Wednesday, May 20, 2009

Worsening Afghan security hurting children: UNICEF

Worsening Afghan security hurting children: UNICEF

KABUL (AFP) — Deteriorating security is harming children in Afghanistan, where an explosion of deadly attacks have targeted schools and impeded access to vital health care, the UN children's agency said Wednesday.

In the first four months of this year, UNICEF recorded 73 incidents involving schools, including burnings, explosions, threats and attacks, which left 27 people dead.


This compared to 53 incidents for the same period in 2008 that resulted in three deaths, and 65 cases the previous year with 10 dead.

These attacks and incidents like mysterious gas poisonings that sickened scores of girls near Kabul recently, create fear and stop parents sending their children to school, UNICEF South Asia director Dan Toole said.

"We can't lose the progress we have made on education, such a huge improvement, such a difference for the future of Afghanistan," he told AFP.

"We have had attacks on villages, on schools by both anti-government elements as well as by coalition forces and international troops that have hit civilians," Toole said.
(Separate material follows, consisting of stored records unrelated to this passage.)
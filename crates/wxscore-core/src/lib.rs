pub mod align;
pub mod artifact;
pub mod config;
pub mod error;
pub mod outputs;
pub mod pipeline;
pub mod scorer;
pub mod units;

pub use artifact::{load_artifact, ClassLabel, Classifier, ClassifierArtifact};
pub use config::PipelineConfig;
pub use error::PipelineError;
pub use pipeline::{run_batch, score_batch, RunSummary, ScoredBatch};
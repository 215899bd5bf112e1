// crates/wxscore-core/src/error.rs

use std::path::PathBuf;

use thiserror::Error;
use wxscore_parser::ParserError;

#[derive(Error, Debug)]
pub enum PipelineError {
    #[error(transparent)]
    Parser(#[from] ParserError),

    #[error("File I/O error: {0}")]
    Io(#[from] std::io::Error),

    #[error("Polars operation failed: {0}")]
    Polars(#[from] polars::error::PolarsError),

    #[error("Invalid configuration: {0}")]
    Config(String),

    #[error("Feature columns {missing:?} required by the model are absent (available: {available:?})")]
    SchemaMismatch {
        missing: Vec<String>,
        available: Vec<String>,
    },

    #[error("Failed to load classifier artifact {path:?}: {reason}")]
    ArtifactLoad { path: PathBuf, reason: String },

    #[error("Inference failed: {0}")]
    Inference(String),
}

pub type Result<T> = std::result::Result<T, PipelineError>;
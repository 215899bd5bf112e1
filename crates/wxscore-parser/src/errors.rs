use std::path::PathBuf;

use polars::prelude::PolarsError;
use thiserror::Error;

/// Fatal problems raised while loading or extracting an observation batch.
///
/// Row-level problems inside the `wind`/`main` fields are not errors; they are
/// collected as [`FieldIssue`](crate::model::FieldIssue)s and null-propagated.
#[derive(Debug, Error)]
pub enum ParserError {
    #[error("file name {path:?} is not a YYYYMMDDHHMMSS timestamp: {reason}")]
    MalformedFilename { path: PathBuf, reason: String },

    #[error("{path:?} has no '{column}' column")]
    MissingColumn { path: PathBuf, column: &'static str },

    #[error("CSV error in {path:?}: {source}")]
    Csv {
        path: PathBuf,
        #[source]
        source: csv::Error,
    },

    #[error("failed to read {path:?}: {source}")]
    Io {
        path: PathBuf,
        #[source]
        source: std::io::Error,
    },

    #[error("Polars operation failed: {0}")]
    Polars(#[from] PolarsError),
}
use std::env;
use std::path::PathBuf;

use anyhow::{Context, Result};
use clap::{Args, Parser, Subcommand};
use comfy_table::presets::UTF8_FULL;
use comfy_table::Table;
use tracing::info;
use tracing_subscriber::EnvFilter;
use wxscore_core::artifact::ModelSpec;
use wxscore_core::scorer::IncompleteRowPolicy;
use wxscore_core::{load_artifact, run_batch, PipelineConfig, RunSummary};
use wxscore_parser::{FieldParsing, FilenamePolicy};

#[derive(Parser, Debug)]
#[command(author, version, about = "Batch weather observation scoring", long_about = None)]
struct Cli {
    #[command(subcommand)]
    command: Command,
}

#[derive(Subcommand, Debug)]
enum Command {
    /// Score every observation file in the input folder and write predictions
    Run(RunArgs),
    /// Load the classifier artifact and print what it expects
    InspectModel(ModelArgs),
}

#[derive(Args, Debug, Default)]
struct ModelArgs {
    /// TOML configuration file
    #[arg(long)]
    config: Option<PathBuf>,
    /// Directory holding the model artifact (and receiving predictions)
    #[arg(long)]
    model_folder: Option<PathBuf>,
    /// Artifact file name inside the model folder
    #[arg(long)]
    model_filename: Option<String>,
}

#[derive(Args, Debug, Default)]
struct RunArgs {
    #[command(flatten)]
    model: ModelArgs,
    /// Directory of <YYYYMMDDHHMMSS>.csv observation files
    #[arg(long)]
    input_folder: Option<PathBuf>,
    /// Prediction file name inside the model folder
    #[arg(long)]
    output_filename: Option<String>,
    /// Warn about and skip files whose names are not timestamps
    #[arg(long)]
    skip_malformed_filenames: bool,
    /// Match MapRecord fields by key instead of position
    #[arg(long)]
    key_aware: bool,
    /// Abort when a row is missing a feature instead of leaving it unscored
    #[arg(long)]
    fail_on_incomplete: bool,
}

fn main() -> Result<()> {
    tracing_subscriber::fmt()
        .with_env_filter(EnvFilter::from_default_env())
        .json()
        .init();

    let cli = Cli::parse();

    match cli.command {
        Command::Run(args) => handle_run(args),
        Command::InspectModel(args) => handle_inspect_model(args),
    }
}

/// File, then `WXSCORE_*` environment, then flags.
fn base_config(
    args: &ModelArgs,
    lookup: impl Fn(&str) -> Option<String>,
) -> Result<PipelineConfig> {
    let mut config = match &args.config {
        Some(path) => PipelineConfig::from_file(path)
            .with_context(|| format!("failed to load configuration from {path:?}"))?,
        None => PipelineConfig::default(),
    };
    config.apply_env(lookup);

    if let Some(folder) = &args.model_folder {
        config.model_folder = folder.clone();
    }
    if let Some(name) = &args.model_filename {
        config.model_filename = name.clone();
    }
    Ok(config)
}

fn run_config(args: &RunArgs, lookup: impl Fn(&str) -> Option<String>) -> Result<PipelineConfig> {
    let mut config = base_config(&args.model, lookup)?;

    if let Some(folder) = &args.input_folder {
        config.input_folder = folder.clone();
    }
    if let Some(name) = &args.output_filename {
        config.output_filename = name.clone();
    }
    if args.skip_malformed_filenames {
        config.filename_policy = FilenamePolicy::Skip;
    }
    if args.key_aware {
        config.field_parsing = FieldParsing::KeyAware;
    }
    if args.fail_on_incomplete {
        config.incomplete_rows = IncompleteRowPolicy::Fail;
    }
    Ok(config)
}

fn env_lookup(key: &str) -> Option<String> {
    env::var(key).ok()
}

fn handle_run(args: RunArgs) -> Result<()> {
    dotenvy::dotenv().ok();

    let config = run_config(&args, env_lookup)?;
    info!(
        input_folder = %config.input_folder.display(),
        model = %config.model_path().display(),
        "Starting batch"
    );

    let summary = run_batch(&config)?;
    println!("{}", summary_table(&summary));
    Ok(())
}

fn handle_inspect_model(args: ModelArgs) -> Result<()> {
    dotenvy::dotenv().ok();

    let config = base_config(&args, env_lookup)?;
    let artifact = load_artifact(&config.model_path())?;

    let mut table = Table::new();
    table.load_preset(UTF8_FULL);
    match &artifact.model {
        ModelSpec::LogisticRegression(model) => {
            let mut header = vec!["feature".to_string()];
            if model.coef.len() == 1 {
                // Binary models carry one weight row, for the positive class.
                let positive = model.classes.last().map(ToString::to_string);
                header.push(format!("coef ({})", positive.unwrap_or_default()));
            } else {
                header.extend(model.classes.iter().map(|class| format!("coef ({class})")));
            }
            table.set_header(header);

            for (idx, column) in artifact.feature_columns.iter().enumerate() {
                let mut row = vec![column.clone()];
                row.extend(model.coef.iter().map(|weights| format!("{:.6}", weights[idx])));
                table.add_row(row);
            }
            let mut intercept = vec!["(intercept)".to_string()];
            intercept.extend(model.intercept.iter().map(|value| format!("{value:.6}")));
            table.add_row(intercept);
        }
    }

    let classes: Vec<String> = artifact.classes().iter().map(ToString::to_string).collect();
    println!("model: {}", artifact.model.kind());
    println!("classes: {}", classes.join(", "));
    println!("{table}");
    Ok(())
}

fn summary_table(summary: &RunSummary) -> Table {
    let mut table = Table::new();
    table.load_preset(UTF8_FULL);
    table.set_header(vec!["metric", "value"]);
    table.add_row(vec!["files read".to_string(), summary.files_read.to_string()]);
    table.add_row(vec!["files skipped".to_string(), summary.files_skipped.to_string()]);
    table.add_row(vec!["rows".to_string(), summary.rows.to_string()]);
    table.add_row(vec![
        "extraction issues".to_string(),
        summary.extraction_issues.to_string(),
    ]);
    table.add_row(vec!["unscored rows".to_string(), summary.unscored_rows.to_string()]);
    for (class, count) in &summary.class_counts {
        table.add_row(vec![format!("predicted {class}"), count.to_string()]);
    }
    table.add_row(vec![
        "output".to_string(),
        summary.output_path.display().to_string(),
    ]);
    table
}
Hundreds of schools have closed in the south -- the main battlefield between the Taliban and Western-backed Afghan troops -- and most of the country's polio cases are in the same region where lack of security hampers vaccination drives.

Fighting linked to the growing Taliban-led insurgency has put much of the area out of bounds to international aid agencies, with UNICEF having offices in only two provinces in the dangerous south.

There have nonetheless been "huge improvements" in the conditions facing Afghan children since the fall of the Islamist Taliban regime in late 2001 following the US-led invasion, Toole said during a visit to Kabul.

"Many fewer children die now than they did in 2001, millions of children are in school now who weren't in 2001," he said.

"Gigantic efforts" are still required to cut Afghanistan's low rate of child survival and the high rate of women dying in child birth -- both among the most extreme in the world, he said.

Afghanistan has the world's third-highest mortality rate for children, with 257 of 1,000 dying before they turn five, according to UNICEF figures.

It also has the world's second-highest maternal mortality rate with around one in eight women dying because of childbirth with most cases preventable, according to UN figures.